Well that's a new one on me, I've been doing this for 29 years and haven't seen that before. I'm suspicious of the corks, the wine stain goes too far up the cork for only 6 months in the bottle. The cork can easily get contaminated with wine during the corking process, which theoretically could support mold growth, just never seen it like that. Were the corks purchased from a reputable supplier?


----------



## Ignoble Grape (Oct 15, 2019)

stickman said:


> Well that's a new one on me, I've been doing this for 29 years and haven't seen that before. I'm suspicious of the corks, the wine stain goes too far up the cork for only 6 months in the bottle. The cork can easily get contaminated with wine during the corking process, which theoretically could support mold growth, just never seen it like that. Were the corks purchased from a reputable supplier?


I don't remember where I got the corks - most likely Amazon. I need to keep better track of those types of details. If it is the corks, that would be a relief.
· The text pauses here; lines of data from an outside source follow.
use crate::core::{
    ContextPolicyKind, DEFAULT_MAX_ITEMS, DEFAULT_MODEL, DEFAULT_TOPIC, DurationBound,
    GenerationConfig, InjectFailurePolicy, ModelConfig, ResultKind, SearchCriteria, SearchFilter,
    Settings, SortOrder, UploadDate, context_policy, model_config, parse_languages,
};
use crate::error::Result;
use clap::builder::TypedValueParser;
use clap::{Args, Parser, Subcommand, ValueEnum};

#[derive(Parser)]
#[command(name = "vidigest")]
#[command(about = "Digest recent videos on a topic into a Buy/Sell/Hold summary")]
#[command(version)]
#[command(args_conflicts_with_subcommands = true)]
pub struct Cli {
    #[command(subcommand)]
    pub command: Option<Commands>,

    /// Options for the default `run` command
    #[command(flatten)]
    pub run: RunArgs,

    /// Verbosity level (-v, -vv)
    #[arg(short, long, action = clap::ArgAction::Count, global = true)]
    pub verbose: u8,

    /// Log output format
    #[arg(long, value_enum, default_value_t = LogFormat::Text, global = true)]
    pub log_format: LogFormat,
}

#[derive(Clone, Copy, Debug, ValueEnum)]
pub enum LogFormat {
    Text,
    Json,
}

#[derive(Subcommand)]
pub enum Commands {
    /// Discover, fetch and analyze videos (default)
    Run(RunArgs),

    /// Only list the videos a run would analyze
    Search(SearchArgs),

    /// Print the transcript of a single video
    Transcript {
        /// YouTube video URL or video ID
        video: String,

        /// Preferred languages (comma-separated)
        #[arg(short, long, default_value = "en")]
        languages: String,
    },
}

#[derive(Args, Clone, Debug)]
pub struct SearchArgs {
    /// Search topic
    #[arg(short, long, env = "VIDIGEST_TOPIC", default_value = DEFAULT_TOPIC)]
    pub topic: String,

    /// Maximum number of videos
    #[arg(
        short = 'n',
        long,
        env = "VIDIGEST_MAX_ITEMS",
        default_value_t = DEFAULT_MAX_ITEMS,
        value_parser = clap::value_parser!(u16).range(1..).map(usize::from),
    )]
    pub max_items: usize,

    /// Result ordering
    #[arg(long, value_enum, default_value_t = SortOrder::ViewCount)]
    pub sort: SortOrder,

    /// Upload recency
    #[arg(long, value_enum, default_value_t = UploadDate::Today)]
    pub upload_date: UploadDate,

    /// Result kind
    #[arg(long, value_enum, default_value_t = ResultKind::Video)]
    pub kind: ResultKind,

    /// Video length
    #[arg(long, value_enum, default_value_t = DurationBound::Medium)]
    pub duration: DurationBound,

    /// Pre-encoded filter token; overrides the criteria flags above
    #[arg(long, env = "VIDIGEST_FILTER")]
    pub filter: Option<String>,
}

#[derive(Args, Clone, Debug)]
pub struct RunArgs {
    #[command(flatten)]
    pub search: SearchArgs,

    /// Preferred transcript languages (comma-separated)
    #[arg(short, long, env = "VIDIGEST_LANGUAGES", default_value = "en")]
    pub languages: String,

    /// Model name
    #[arg(short, long, env = "VIDIGEST_MODEL", default_value = DEFAULT_MODEL)]
    pub model: String,

    #[arg(long, env = "OPENAI_API_KEY", hide_env_values = true)]
    pub api_key: Option<String>,

    /// Base URL of an OpenAI-compatible endpoint
    #[arg(long, env = "OPENAI_BASE_URL")]
    pub api_base: Option<String>,

    #[arg(long, default_value_t = 0.5)]
    pub temperature: f32,

    #[arg(long, default_value_t = 0.8)]
    pub top_p: f32,

    /// Top-k sampling; the OpenAI Responses backend ignores this value
    #[arg(long, default_value_t = 30)]
    pub top_k: u32,

    #[arg(long, default_value_t = 8192)]
    pub max_output_tokens: u32,

    /// Which part of the conversation is sent with each request
    #[arg(long, value_enum, default_value_t = ContextPolicyKind::Unbounded)]
    pub context_policy: ContextPolicyKind,

    /// Turns (sliding-window) or characters (char-budget) to keep
    #[arg(long)]
    pub context_limit: Option<usize>,

    /// Leave out a video whose analysis request fails instead of aborting
    #[arg(long)]
    pub skip_failed_injections: bool,

    /// Output format
    #[arg(short, long, value_enum, default_value_t = OutputFormat::Text)]
    pub format: OutputFormat,

    /// Open the result in the interactive viewer
    #[arg(long)]
    pub tui: bool,
}

impl SearchArgs {
    pub fn filter(&self) -> SearchFilter {
        match &self.filter {
            Some(token) => SearchFilter::Encoded(token.clone()),
            None => SearchFilter::Criteria(SearchCriteria {
                sort: self.sort,
                upload_date: self.upload_date,
                kind: self.kind,
                duration: self.duration,
            }),
        }
    }

    pub fn settings(&self) -> Result<Settings> {
        Settings {
            topic: self.topic.trim().to_string(),
            max_items: self.max_items,
            filter: self.filter(),
            ..Settings::default()
        }
        .validate()
    }
}

impl RunArgs {
    pub fn inject_failure(&self) -> InjectFailurePolicy {
        if self.skip_failed_injections {
            InjectFailurePolicy::Skip
        } else {
            InjectFailurePolicy::Abort
        }
    }

    pub fn settings(&self) -> Result<Settings> {
        Settings {
            languages: parse_languages(&self.languages),
            context_policy: context_policy(self.context_policy, self.context_limit)?,
            inject_failure: self.inject_failure(),
            ..self.search.settings()?
        }
        .validate()
    }

    pub fn model_config(&self) -> Result<ModelConfig> {
        model_config(
            self.model.clone(),
            self.api_key.clone(),
            self.api_base.clone(),
            GenerationConfig {
                temperature: self.temperature,
                top_p: self.top_p,
                top_k: Some(self.top_k),
                max_output_tokens: self.max_output_tokens,
            },
        )
    }
}

#[derive(Clone, Copy, Debug, PartialEq, Eq, ValueEnum)]
pub enum OutputFormat {
    Text,
    Json,
}

#[cfg(test)]
mod tests {
    use super::*;

    #[test]
    fn no_subcommand_parses() {
        let cli = Cli::try_parse_from(["vidigest"]).expect("parse");
        assert!(cli.command.is_none());
        assert_eq!(cli.verbose, 0);
    }

    #[test]
    fn top_level_flags_feed_the_default_run() {
        let cli = Cli::try_parse_from(["vidigest", "--topic", "eth", "--format", "json"])
            .expect("parse");
        assert!(cli.command.is_none());
        assert_eq!(cli.run.search.topic, "eth");
        assert_eq!(cli.run.format, OutputFormat::Json);
    }

    #[test]
    fn criteria_flags_build_the_filter() {
        let cli = Cli::try_parse_from([
            "vidigest",
            "search",
            "--sort",
            "upload-date",
            "--upload-date",
            "any",
            "--kind",
            "any",
            "--duration",
            "any",
        ])
        .expect("parse");
        let Some(Commands::Search(args)) = cli.command else {
            panic!("expected search");
        };
        assert_eq!(args.filter().token().as_deref(), Some("CAI="));

        let settings = args.settings().expect("settings");
        assert_eq!(settings.filter.recency(), "recently");
    }

    #[test]
    fn encoded_filter_overrides_criteria() {
        let cli =
            Cli::try_parse_from(["vidigest", "search", "--filter", "EgIQAQ=="]).expect("parse");
        let Some(Commands::Search(args)) = cli.command else {
            panic!("expected search");
        };
        assert_eq!(args.filter(), SearchFilter::Encoded("EgIQAQ==".into()));
    }

    #[test]
    fn run_settings_resolve_policies() {
        let cli = Cli::try_parse_from([
            "vidigest",
            "run",
            "--languages",
            "en,es",
            "--context-policy",
            "char-budget",
            "--context-limit",
            "20000",
        ])
        .expect("parse");
        let Some(Commands::Run(args)) = cli.command else {
            panic!("expected run");
        };
        let settings = args.settings().expect("settings");
        assert_eq!(settings.languages, ["en", "es"]);
        assert_eq!(
            settings.context_policy,
            crate::core::ContextPolicy::CharBudget { chars: 20000 }
        );
        assert_eq!(settings.inject_failure, InjectFailurePolicy::Abort);
    }

    #[test]
    fn bounded_policy_without_limit_is_a_config_error() {
        let cli = Cli::try_parse_from(["vidigest", "run", "--context-policy", "sliding-window"])
            .expect("parse");
        let Some(Commands::Run(args)) = cli.command else {
            panic!("expected run");
        };
        assert!(args.settings().is_err());
    }

    #[test]
    fn run_flags() {
        let cli = Cli::try_parse_from([
            "vidigest",
            "run",
            "-vv",
            "--topic",
            "solana",
            "-n",
            "5",
            "--upload-date",
            "this-week",
            "--context-policy",
            "sliding-window",
            "--context-limit",
            "6",
            "--skip-failed-injections",
        ])
        .expect("parse");

        assert_eq!(cli.verbose, 2);
        let Some(Commands::Run(args)) = cli.command else {
            panic!("expected run");
        };
        assert_eq!(args.search.topic, "solana");
        assert_eq!(args.search.max_items, 5);
        assert_eq!(args.search.upload_date, UploadDate::ThisWeek);
        assert_eq!(args.context_policy, ContextPolicyKind::SlidingWindow);
        assert_eq!(args.context_limit, Some(6));
        assert_eq!(args.inject_failure(), InjectFailurePolicy::Skip);
    }

    #[test]
    fn top_k_help_says_it_is_ignored() {
        use clap::CommandFactory;

        let mut cmd = Cli::command();
        let run = cmd.find_subcommand_mut("run").expect("run subcommand");
        let help = run.render_long_help().to_string();
        assert!(help.contains("--top-k"));
        assert!(help.contains("backend ignores this value"));
    }

    #[test]
    fn max_items_is_parsed_as_a_count() {
        let cli = Cli::try_parse_from(["vidigest", "search", "-n", "7"]).expect("parse");
        let Some(Commands::Search(args)) = cli.command else {
            panic!("expected search");
        };
        assert_eq!(args.max_items, 7usize);
    }

    #[test]
    fn zero_items_is_rejected() {
        assert!(Cli::try_parse_from(["vidigest", "search", "-n", "0"]).is_err());
    }
}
I just bottled 4 cases using corks from the brew supply shop, but composite like the above. Will be bottling my high-quality wine in a few months, perhaps I should invest in the solid synthetics for that one...


----------



## cmason1957 (Oct 15, 2019)

You didn't happen to soak those corks in some type of sanitizer before inserting them, did you?? I agree for 6 months in the bottle that seems like a lot of seepage of wine up.


----------



## Ignoble Grape (Oct 15, 2019)

cmason1957 said:


> You didn't happen to soak those corks in some type of sanitizer before inserting them, did you?? I agree for 6 months in the bottle that seems like a lot of seepage of wine up.
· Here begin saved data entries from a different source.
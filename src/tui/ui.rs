use crate::core::Action;
use crate::tui::app::{App, AppState, Focus};
use ratatui::{
    Frame,
    layout::{Alignment, Constraint, Direction, Layout},
    style::{Color, Modifier, Style},
    text::{Line, Span},
    widgets::{Block, Borders, Paragraph},
};

pub fn draw(f: &mut Frame, app: &mut App) {
    let chunks = Layout::default()
        .direction(Direction::Vertical)
        .constraints([
            Constraint::Length(3), // Title
            Constraint::Min(1),    // Body
            Constraint::Length(3), // Help
        ])
        .split(f.area());

    draw_title(f, app, chunks[0]);

    let body = Layout::default()
        .direction(Direction::Horizontal)
        .constraints([Constraint::Length(32), Constraint::Min(1)])
        .split(chunks[1]);

    app.item_list.render(f, body[0], app.focus == Focus::Items);

    app.viewer_height = body[1].height;
    app.viewer.render(f, body[1], app.focus == Focus::Viewer);

    let help = match app.state {
        AppState::Synthesis => "[Tab] Switch pane  [↑↓] Move/Scroll  [Enter] Open video reply  [q] Exit",
        AppState::ItemReply { .. } => "[Tab] Switch pane  [↑↓] Scroll  [Esc] Back to synthesis  [q] Exit",
    };
    let help = Paragraph::new(help)
        .style(Style::default().fg(Color::Gray))
        .alignment(Alignment::Center)
        .block(Block::default().borders(Borders::ALL));
    f.render_widget(help, chunks[2]);
}

fn draw_title(f: &mut Frame, app: &App, area: ratatui::layout::Rect) {
    let (label, color) = match app.recommendation {
        Some(Action::Buy) => ("BUY", Color::Green),
        Some(Action::Sell) => ("SELL", Color::Red),
        Some(Action::Hold) => ("HOLD", Color::Yellow),
        None => ("no recommendation", Color::Gray),
    };

    let analyzed = app.item_list.items.len();
    let mut spans = vec![
        Span::styled(
            format!("{} digest", app.topic),
            Style::default()
                .fg(Color::Yellow)
                .add_modifier(Modifier::BOLD),
        ),
        Span::raw(format!(
            "  {analyzed}/{} videos analyzed  ",
            app.discovered
        )),
        Span::styled(
            label,
            Style::default().fg(color).add_modifier(Modifier::BOLD),
        ),
    ];
    if !app.skipped.is_empty() {
        spans.push(Span::styled(
            format!("  ({} without transcript)", app.skipped.len()),
            Style::default().fg(Color::DarkGray),
        ));
    }
    if !app.failed.is_empty() {
        spans.push(Span::styled(
            format!("  ({} failed)", app.failed.len()),
            Style::default().fg(Color::Red),
        ));
    }

    let title = Paragraph::new(Line::from(spans))
        .alignment(Alignment::Center)
        .block(Block::default().borders(Borders::ALL));
    f.render_widget(title, area);
}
I did, potassium metabisulphite solution. ??


----------



## cmason1957 (Oct 15, 2019)

Ignoble Grape said:


> I did, potassium metabisulphite solution. ??



I almost would have guessed that. I used to soak corks, but then had one time when the corks leaked wine out the top. I believe that is why the wine seems to have wicked up further than might be expected in 6 months and maybe lead to the mold.

I don't have a good explanation for what happened, but nowadays, I insert them dry or, if my wife is watching, give them a very sparse squirt of K-Meta solution. I know many folks use a corkador, which is to place them in something inside a bucket with K-meta solution and let the sulpher rise over them.


----------



## Ignoble Grape (Oct 15, 2019)

Corcador - how pretentious. Luv it. Thanks!


----------



## bstnh1 (Oct 16, 2019)

Maybe it's just me, but I don't see a lot of seepage on that cork. It's a chamfered cork, so the last few mm don't even contact the bottle.


----------